An Explain of above said query gives me this:

[
  {
    "plan": {
      "#operator": "Sequence",
      "~children": [
        {
          "#operator": "IndexCountScan",
          "covers": [
            "cover ((`sauger`.`color`))",
            "cover ((meta(`sauger`).`id`))"
          ],
          "index": "color",
          "index_id": "cc3524c6d5a8ef94",
          "keyspace": "sauger",
          "namespace": "default",
          "spans": [
            {
              "Range": {
                "High": [
                  "\"FFBA00\""
                ],
                "Inclusion": 3,
                "Low": [
                  "\"FFBA00\""
                ]
              }
            }
          ],
          "using": "gsi"
        },
        {
          "#operator": "IndexCountProject",
          "result_terms": [
            {
              "expr": "count(*)"
            }
          ]
        }
      ]
    },
    "text": "select COUNT(*) from sauger where color = 'FFBA00'"
  }
]

Everything is set up correctly, but still such simple queries take awfully long (and there is nothing else writing or reading from the database, and the server its running on is totally idle)

1

1 Answers

3
votes

Make sure you don't have a primary index. That will consume a lot of the index service's memory. Your statement saying the query times out without the index makes me think there's a primary index, otherwise the query would fail immediately.

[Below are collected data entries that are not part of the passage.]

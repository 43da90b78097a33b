//! Agency adapters. Implement NotificationGateway.
//!
//! HTTP adapter for the real agency endpoint and a mock for development and tests.

pub mod http_adapter;
pub mod mock_adapter;

pub use http_adapter::AgencyHttpAdapter;
pub use mock_adapter::{MockNotifier, NotifyBehavior};
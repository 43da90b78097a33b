//! Persistence adapters. Point-of-interest directory and content store.

pub mod catalog_seed;
pub mod memory_repo;
pub mod sqlite_repo;

pub use memory_repo::InMemoryRepo;
pub use sqlite_repo::SqliteRepo;
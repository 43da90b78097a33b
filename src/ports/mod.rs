//! Port traits. API boundaries for the hexagon.
//!
//! - Inbound: Called by UI/adapter into the application
//! - Outbound: Called by application into infrastructure

pub mod inbound;
pub mod notification;
pub mod outbound;

pub use inbound::{InputPort, InsertionPort};
pub use notification::NotificationGateway;
pub use outbound::{ContentRepository, PoiDirectory, SaveOutcome};
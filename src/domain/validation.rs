//! Content-quality rules for promotional images.

use super::image::{ImageDescriptor, ImagePayload, MimeType, probe_dimensions};
use thiserror::Error;

/// Default upload ceiling: 2 MiB.
pub const DEFAULT_MAX_PAYLOAD_BYTES: u64 = 2 * 1024 * 1024;
pub const DEFAULT_MIN_WIDTH: u32 = 100;
pub const DEFAULT_MIN_HEIGHT: u32 = 50;

/// Why an image was refused. Client-correctable; nothing was written.
#[derive(Error, Debug, Clone, PartialEq, Eq)]
pub enum ImageRejection {
    #[error("image payload is empty")]
    Empty,

    #[error("mime type '{0}' is not allowed")]
    UnsupportedMimeType(String),

    #[error("image is {size} bytes, limit is {max}")]
    TooLarge { size: u64, max: u64 },

    #[error("image header is not a valid {0}")]
    Undecodable(MimeType),

    #[error("image is {width}x{height}, minimum is {min_width}x{min_height}")]
    TooSmall {
        width: u32,
        height: u32,
        min_width: u32,
        min_height: u32,
    },
}

/// Validator configuration.
#[derive(Debug, Clone, PartialEq, Eq)]
pub struct ImageRules {
    pub allowed: Vec<MimeType>,
    pub max_bytes: u64,
    pub min_width: u32,
    pub min_height: u32,
}

impl Default for ImageRules {
    fn default() -> Self {
        Self {
            allowed: vec![MimeType::Jpeg, MimeType::Png],
            max_bytes: DEFAULT_MAX_PAYLOAD_BYTES,
            min_width: DEFAULT_MIN_WIDTH,
            min_height: DEFAULT_MIN_HEIGHT,
        }
    }
}

/// Stateless image validator. Rules run in order; the first failure wins:
/// non-empty, allowed mime type, size limit, minimum dimensions.
#[derive(Debug, Clone, Default)]
pub struct ImageValidator {
    rules: ImageRules,
}

impl ImageValidator {
    pub fn new(rules: ImageRules) -> Self {
        Self { rules }
    }

    /// Validate `payload`, returning its descriptor on success.
    pub fn validate(&self, payload: &ImagePayload) -> Result<ImageDescriptor, ImageRejection> {
        if payload.bytes.is_empty() {
            return Err(ImageRejection::Empty);
        }

        let mime = MimeType::parse(&payload.mime_type)
            .filter(|m| self.rules.allowed.contains(m))
            .ok_or_else(|| ImageRejection::UnsupportedMimeType(payload.mime_type.clone()))?;

        let size = payload.byte_size();
        if size > self.rules.max_bytes {
            return Err(ImageRejection::TooLarge {
                size,
                max: self.rules.max_bytes,
            });
        }

        let (width, height) =
            probe_dimensions(&payload.bytes, mime).ok_or(ImageRejection::Undecodable(mime))?;
        if width < self.rules.min_width || height < self.rules.min_height {
            return Err(ImageRejection::TooSmall {
                width,
                height,
                min_width: self.rules.min_width,
                min_height: self.rules.min_height,
            });
        }

        Ok(ImageDescriptor {
            byte_size: size,
            width,
            height,
            mime_type: mime,
        })
    }
}

#[cfg(test)]
mod tests {
    use super::*;
    use crate::domain::image::fixtures;

    fn validator() -> ImageValidator {
        ImageValidator::default()
    }

    #[test]
    fn test_accepts_valid_jpeg() {
        let payload = ImagePayload::new(fixtures::jpeg(200, 200), "image/jpeg");
        let d = validator().validate(&payload).unwrap();
        assert_eq!(d.width, 200);
        assert_eq!(d.height, 200);
        assert_eq!(d.mime_type, MimeType::Jpeg);
        assert_eq!(d.byte_size, payload.bytes.len() as u64);
    }

    #[test]
    fn test_rejects_empty_before_anything_else() {
        let payload = ImagePayload::new(Vec::new(), "application/pdf");
        assert_eq!(validator().validate(&payload), Err(ImageRejection::Empty));
    }

    #[test]
    fn test_rejects_disallowed_mime() {
        // GIF is probeable but not in the default allowed set.
        let payload = ImagePayload::new(fixtures::gif(300, 300), "image/gif");
        assert_eq!(
            validator().validate(&payload),
            Err(ImageRejection::UnsupportedMimeType("image/gif".into()))
        );

        let payload = ImagePayload::new(vec![1, 2, 3], "text/plain");
        assert!(matches!(
            validator().validate(&payload),
            Err(ImageRejection::UnsupportedMimeType(_))
        ));
    }

    #[test]
    fn test_size_checked_before_dimensions() {
        let rules = ImageRules {
            max_bytes: 16,
            ..ImageRules::default()
        };
        // 1x1 would also fail the dimension rule; size must win.
        let payload = ImagePayload::new(fixtures::png(1, 1), "image/png");
        let err = ImageValidator::new(rules).validate(&payload).unwrap_err();
        assert!(matches!(err, ImageRejection::TooLarge { max: 16, .. }));
    }

    #[test]
    fn test_exact_size_limit_is_allowed() {
        let bytes = fixtures::png(400, 400);
        let rules = ImageRules {
            max_bytes: bytes.len() as u64,
            ..ImageRules::default()
        };
        let payload = ImagePayload::new(bytes, "png");
        assert!(ImageValidator::new(rules).validate(&payload).is_ok());
    }

    #[test]
    fn test_rejects_small_dimensions() {
        let payload = ImagePayload::new(fixtures::png(99, 400), "image/png");
        assert_eq!(
            validator().validate(&payload),
            Err(ImageRejection::TooSmall {
                width: 99,
                height: 400,
                min_width: 100,
                min_height: 50
            })
        );

        // Exactly the minimum passes.
        let payload = ImagePayload::new(fixtures::png(100, 50), "image/png");
        assert!(validator().validate(&payload).is_ok());
    }

    #[test]
    fn test_rejects_mislabelled_payload() {
        let payload = ImagePayload::new(fixtures::png(400, 400), "image/jpeg");
        assert_eq!(
            validator().validate(&payload),
            Err(ImageRejection::Undecodable(MimeType::Jpeg))
        );
    }

    #[test]
    fn test_custom_allowed_set() {
        let rules = ImageRules {
            allowed: vec![MimeType::Webp],
            ..ImageRules::default()
        };
        let v = ImageValidator::new(rules);
        let webp = ImagePayload::new(fixtures::webp_vp8x(800, 600), "image/webp");
        assert!(v.validate(&webp).is_ok());
        let png = ImagePayload::new(fixtures::png(800, 600), "image/png");
        assert!(v.validate(&png).is_err());
    }

    #[test]
    fn test_deterministic() {
        let payload = ImagePayload::new(fixtures::jpeg(640, 480), "jpg");
        let v = validator();
        assert_eq!(v.validate(&payload), v.validate(&payload));
    }
}
//! Outbound ports. Application calls into infrastructure.
//!
//! Implemented by adapters.

use crate::domain::{ContentDraft, ContentItem, DomainError, PointOfInterest};

/// Read-only view of the point-of-interest catalog.
#[async_trait::async_trait]
pub trait PoiDirectory: Send + Sync {
    /// Look up a point of interest. `Ok(None)` when the id is unknown.
    async fn find_by_id(&self, id: &str) -> Result<Option<PointOfInterest>, DomainError>;
}

/// Result of an attempted commit.
#[derive(Debug, Clone, PartialEq, Eq)]
pub enum SaveOutcome {
    /// Item written and the owner's count incremented. `point` has the new count.
    Saved {
        item: ContentItem,
        point: PointOfInterest,
    },
    /// The owner was full at commit time. Nothing was written.
    CapacityExceeded { limit: u32 },
}

/// Content store. Authoritative for what has been committed.
#[async_trait::async_trait]
pub trait ContentRepository: Send + Sync {
    /// Commit a draft: guarded increment of the owner's count plus insert, as one
    /// atomic unit. Either both happen or neither does.
    ///
    /// Retrying a draft whose earlier attempt failed is safe. Saving a draft id
    /// that already committed is rejected with `DomainError::Repo`.
    ///
    /// # Errors
    /// `DomainError::PointNotFound` if the owner is unknown, `DomainError::Repo`
    /// on storage failure.
    async fn save(&self, draft: &ContentDraft) -> Result<SaveOutcome, DomainError>;

    async fn find_content(&self, id: i64) -> Result<Option<ContentItem>, DomainError>;

    /// All content for one point of interest, oldest first.
    async fn list_for_point(&self, poi_id: &str) -> Result<Vec<ContentItem>, DomainError>;
}
//! Core domain layer. No external I/O dependencies.
//!
//! Entities and business rules live here. Dependencies flow inward.

pub mod entities;
pub mod errors;
pub mod image;
pub mod outcome;
pub mod policy;
pub mod validation;

pub use entities::{ContentDraft, ContentItem, PointOfInterest, ProposalToken};
pub use errors::DomainError;
pub use image::{ImageDescriptor, ImagePayload, MimeType};
pub use outcome::{FailureCategory, Outcome, WorkflowState};
pub use policy::CapacityPolicy;
pub use validation::{ImageRejection, ImageRules, ImageValidator};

Edit: Adding more details on Primary Indexes from the Indexing Best Practices blog post

  1. Avoid Primary Keys in Production

Unexpected full primary scans are a possible and any possibility of such occurrences should be removed by avoiding primary indexes altogether in Production. N1QL Index Selection is a rule based system for now that checks for a possible index that will satisfy the query, and if there is no such, then it resorts to using the Primary Index. Primary index has all the keys of the documents, and hence query will fetch all keys from the primary index and then hop to Data Service to fetch the documents and then apply filters. As you can see, this is a very expensive operation and should be avoided at all costs.

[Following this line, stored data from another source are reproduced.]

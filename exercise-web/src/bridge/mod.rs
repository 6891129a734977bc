//! Bridge module - JS ↔ Rust communication
//!
//! All #[wasm_bindgen] entry points live here.
//! Re-exports only in mod.rs, logic in submodules.

mod landmarks;
mod session_integration;

pub use landmarks::{update_pose, update_pose_now};

pub use session_integration::{
    // Lifecycle
    start_session,
    stop_session,
    reset_session,
    is_session_active,
    // Getters
    get_exercise,
    get_exercise_display_name,
    get_rep_count,
    get_hold_seconds,
    get_confidence,
    get_feedback,
    get_frame_report_json,
    // Still image
    analyze_photo,
};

If there are no Primary Indexes created, and the query is not able to find a matching index to serve the query, then the Query Service errors with the following message. This is helpful and should help you in creating the required Secondary index suitably:

“No index available on keyspace travel-sample that matches your query. Use CREATE INDEX or CREATE PRIMARY INDEX to create an index, or check that your expected index is online.”